Volume 22 Issue 1, January 2018

The recent lawyers’ movement in the Maldives can be termed as the biggest effort for legal reform in a country where senior judges receive money and luxury flats and meet regularly with the president and his deputy, who meddle in high-profile cases and judicial appointments. It was undoubtedly a red letter day in the history of the country when on August 30, 2017, more than 20 lawyers, including a former attorney general, former solicitor general and former deputy prosecutor general, gathered outside the Supreme Court in Malé with a 14-point petition endorsed by 56 lawyers outlining concerns about the deteriorating state of the judiciary in the country.

The lawyers told the media gathered outside the court premises that there had been multiple cases of corruption, constitutional overreach, intimidation of lawyers and judges and contravention of rights of those on trial and the Judicial Service Commission, the country’s judicial watchdog failed to counter or condemn the rampant politicisation in the judiciary. This was especially visible when members of the political opposition were tried: hearings were conducted over consecutive days and the verdict was often issued at midnight, a practice, that “cannot be accepted by any means,” according to the lawyers.

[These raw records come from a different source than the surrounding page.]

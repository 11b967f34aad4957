use std::{
    collections::{HashMap, HashSet},
    net::Ipv4Addr,
};

use ipnet::Ipv4Net;
use wireguard_control::Key;

use crate::delta::DeltaTracker;

/// Desired-state record for one node in the cluster, keyed by hostname in
/// [`Store`]. `None` fields mean "not yet known", not "explicitly empty".
#[derive(Debug, Clone, Default, PartialEq, Eq)]
pub struct NodeRecord {
    pub endpoint_ip: Option<Ipv4Addr>,
    pub public_key: Option<Key>,
    pub iface_addr: Option<Ipv4Addr>,
    pub cidrs: HashSet<Ipv4Net>,
}

impl NodeRecord {
    fn is_empty(&self) -> bool {
        self.endpoint_ip.is_none()
            && self.public_key.is_none()
            && self.iface_addr.is_none()
            && self.cidrs.is_empty()
    }
}

/// In-memory desired-state store (C1). All mutation happens through the
/// methods below; every one of them is side-effect-free on the dataplane and
/// only ever updates `self` plus the [`DeltaTracker`] passed in.
#[derive(Debug)]
pub struct Store {
    local_hostname: String,
    nodes: HashMap<String, NodeRecord>,
    cidr_owner: HashMap<Ipv4Net, String>,
}

impl Store {
    pub fn new(local_hostname: impl Into<String>) -> Self {
        Self {
            local_hostname: local_hostname.into(),
            nodes: HashMap::new(),
            cidr_owner: HashMap::new(),
        }
    }

    pub fn local_hostname(&self) -> &str {
        &self.local_hostname
    }

    pub fn node(&self, hostname: &str) -> Option<&NodeRecord> {
        self.nodes.get(hostname)
    }

    pub fn local_node(&self) -> Option<&NodeRecord> {
        self.node(&self.local_hostname)
    }

    pub fn nodes(&self) -> impl Iterator<Item = (&str, &NodeRecord)> {
        self.nodes.iter().map(|(h, r)| (h.as_str(), r))
    }

    /// Iterates every node that is not the local host.
    pub fn remote_nodes(&self) -> impl Iterator<Item = (&str, &NodeRecord)> {
        let local = self.local_hostname.as_str();
        self.nodes
            .iter()
            .filter(move |(h, _)| h.as_str() != local)
            .map(|(h, r)| (h.as_str(), r))
    }

    fn drop_if_empty(&mut self, hostname: &str) {
        if self.nodes.get(hostname).is_some_and(NodeRecord::is_empty) {
            self.nodes.remove(hostname);
        }
    }

    /// `EndpointUpdate(host, ipv4)` — set/replace endpoint IP.
    pub fn endpoint_update(&mut self, host: &str, ip: Ipv4Addr, delta: &mut DeltaTracker) {
        let rec = self.nodes.entry(host.to_string()).or_default();
        if rec.endpoint_ip == Some(ip) {
            return;
        }
        rec.endpoint_ip = Some(ip);
        if host == self.local_hostname {
            delta.mark_local_addr_dirty();
        } else if let Some(key) = rec.public_key.clone() {
            delta.mark_peer_changed(Some(&key), Some(&key));
        }
    }

    /// `EndpointRemove(host)` — drop endpoint IP; if record now empty, drop it.
    pub fn endpoint_remove(&mut self, host: &str, delta: &mut DeltaTracker) {
        let Some(rec) = self.nodes.get_mut(host) else {
            return;
        };
        if rec.endpoint_ip.take().is_none() {
            return;
        }
        if host == self.local_hostname {
            delta.mark_local_addr_dirty();
        } else if let Some(key) = rec.public_key.clone() {
            delta.mark_peer_changed(Some(&key), Some(&key));
        }
        self.drop_if_empty(host);
    }

    /// `EndpointWireguardUpdate(host, public_key, iface_addr_opt)` — set/replace
    /// key and (for local host) interface address. A zero-valued key disables
    /// peer participation for that node, matching an absent key.
    pub fn endpoint_wireguard_update(
        &mut self,
        host: &str,
        public_key: Key,
        iface_addr: Option<Ipv4Addr>,
        delta: &mut DeltaTracker,
    ) {
        let normalized = if public_key == Key::zero() {
            None
        } else {
            Some(public_key)
        };

        let rec = self.nodes.entry(host.to_string()).or_default();
        let old_key = rec.public_key.clone();
        let key_changed = old_key != normalized;
        if key_changed {
            rec.public_key = normalized.clone();
        }

        let mut addr_changed = false;
        if host == self.local_hostname && rec.iface_addr != iface_addr {
            rec.iface_addr = iface_addr;
            addr_changed = true;
        }

        if key_changed {
            if host == self.local_hostname {
                delta.mark_local_key_dirty();
            } else {
                delta.mark_peer_changed(old_key.as_ref(), normalized.as_ref());
            }
        }
        if addr_changed {
            delta.mark_local_addr_dirty();
        }
    }

    /// `EndpointWireguardRemove(host)` — drop key (and iface_addr for local host).
    pub fn endpoint_wireguard_remove(&mut self, host: &str, delta: &mut DeltaTracker) {
        let Some(rec) = self.nodes.get_mut(host) else {
            return;
        };
        let old_key = rec.public_key.take();
        let is_local = host == self.local_hostname;
        let addr_cleared = is_local && rec.iface_addr.take().is_some();

        if old_key.is_some() {
            if is_local {
                delta.mark_local_key_dirty();
            } else {
                delta.mark_peer_changed(old_key.as_ref(), None);
            }
        }
        if addr_cleared {
            delta.mark_local_addr_dirty();
        }
        self.drop_if_empty(host);
    }

    /// `EndpointAllowedCIDRAdd(host, cidr)` — assign CIDR to host, removing it
    /// from any prior owner.
    pub fn allowed_cidr_add(&mut self, host: &str, cidr: Ipv4Net, delta: &mut DeltaTracker) {
        if let Some(prev_owner) = self.cidr_owner.get(&cidr).cloned() {
            if prev_owner == host {
                return;
            }
            if let Some(prev) = self.nodes.get_mut(&prev_owner) {
                prev.cidrs.remove(&cidr);
                if prev_owner != self.local_hostname {
                    if let Some(key) = prev.public_key.clone() {
                        delta.mark_peer_changed(Some(&key), Some(&key));
                    }
                }
                self.drop_if_empty(&prev_owner);
            }
        }

        let rec = self.nodes.entry(host.to_string()).or_default();
        rec.cidrs.insert(cidr);
        self.cidr_owner.insert(cidr, host.to_string());
        delta.mark_route_dirty(cidr);
        if host != self.local_hostname {
            if let Some(key) = self.nodes[host].public_key.clone() {
                delta.mark_peer_changed(Some(&key), Some(&key));
            }
        }
    }

    /// `EndpointAllowedCIDRRemove(cidr)` — unassign; no-op if unknown.
    pub fn allowed_cidr_remove(&mut self, cidr: Ipv4Net, delta: &mut DeltaTracker) {
        let Some(owner) = self.cidr_owner.remove(&cidr) else {
            return;
        };
        if let Some(rec) = self.nodes.get_mut(&owner) {
            rec.cidrs.remove(&cidr);
            if owner != self.local_hostname {
                if let Some(key) = rec.public_key.clone() {
                    delta.mark_peer_changed(Some(&key), Some(&key));
                }
            }
            self.drop_if_empty(&owner);
        }
        delta.mark_route_dirty(cidr);
    }
}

As expected, the petition was not accepted and shockingly enough the Department of Judicial Administration (DJA) suspended all signatories, which together reportedly make up a third of all practicing lawyers in the Maldives, over charges of contempt and for gathering in a manner that “obstructs the independence of justice system.” The people in Malé lodged a protest against the suspension of the lawyers. However, the suspension orders of a number of lawyers were reportedly withdrawn after written apologies were submitted.

A study carried out by the United Nations Development Programme has revealed that 71 per cent of Maldivians prefer to settle disputes out of court, mainly due to lack of confidence in the justice system. The trust deficit, however, goes back several years. Before the Maldives transitioned to democracy in 2008, President Maumoon Abdul Gayoom was the first to populate the judiciary with his loyalists. When the first democratically elected government was formed, the newly adopted constitution had scheduled for the periodic reappointment of judges based on merit. But the Judicial Service Commission, which had among its members some of Gayoom’s loyalists, dismissed the constitutional provision as “symbolic” and in 2010, allowed them to be sworn in on a lifetime basis.

The alliance of four opposition parties also sharply reacted and said the suspension by President Abdulla Yameen's government means dissidents would no longer have access to quality legal counsel. They said an immediate practical implication of the suspension would be that individuals who were unfairly targeted, including high profile politicians, as well as members of parliament and were recently stripped of their seats by President Yameen’s regime, will find it virtually impossible to find effective legal counsel.

Can the judiciary afford to go against the wishes of President Yameen? Certainly not, because under his patronage, the Supreme Court, through a series of rulings, has granted itself several extra-constitutional powers. By appointing itself as the head of the Department of Judicial Administration in 2014 and seizing the regulatory authority of the attorney general’s office in 2016, it granted itself powers to transfer, appoint, certify and dismiss judges and lawyers. In May, it declared itself the final authority to determine the validity of no-confidence votes passed in the Parliament. In return, when the ruling party was set to lose its parliamentary majority, as its members were on the brink of switching over to the opposite camp, led by Nasheed and Gayoom, who had struck an agreement to unseat Yameen, the Supreme Court ruled that MPs would lose seats in case they quit, switched sides or were expelled from the political parties they were a part of. Each of these measures ended in consolidating the position of the president. They insulated him from criticism, criminal investigation, prosecution and impeachment.

In fact, the petition came on the back of these and several other decisions that pointed to the increasing politicisation of the judiciary under Yameen. In the petition, the lawyers also criticised the courts for their flagrant disregard of due processes, allowing anonymous witnesses and secret intelligence reports as evidence during the trials of members of political opposition. In 2017, retired Kenyan Chief Justice Willy Mutunga, an envoy of Commonwealth Secretary General, had observed that such long-term detention of the opposition figures “eroded the government and the judiciary’s legitimacy.”

These alarming developments in the Indian Ocean state are being closely monitored by the international community.
Recently, American and European governments spoke out about the fast-deteriorating situation in the Maldives, expressing “concern about the deterioration of fundamental freedoms and the institutions of democracy, including freedom of assembly and press." The United Nations also weighed in, describing the country's new defamation laws as “crippling freedom of expression."

In short the political landscape of the Maldives now appears to be in ruins because of a corrupt judiciary. When the Germans were bombing London, Prime Minister Winston Churchill was briefed on the casualties and economic collapse. He asked, “Are the courts functioning?” When told that the judges were dispensing justice as normal, Churchill replied, “Thank God. If the courts are working, nothing can go wrong.”

The writer is a free-lance journalist.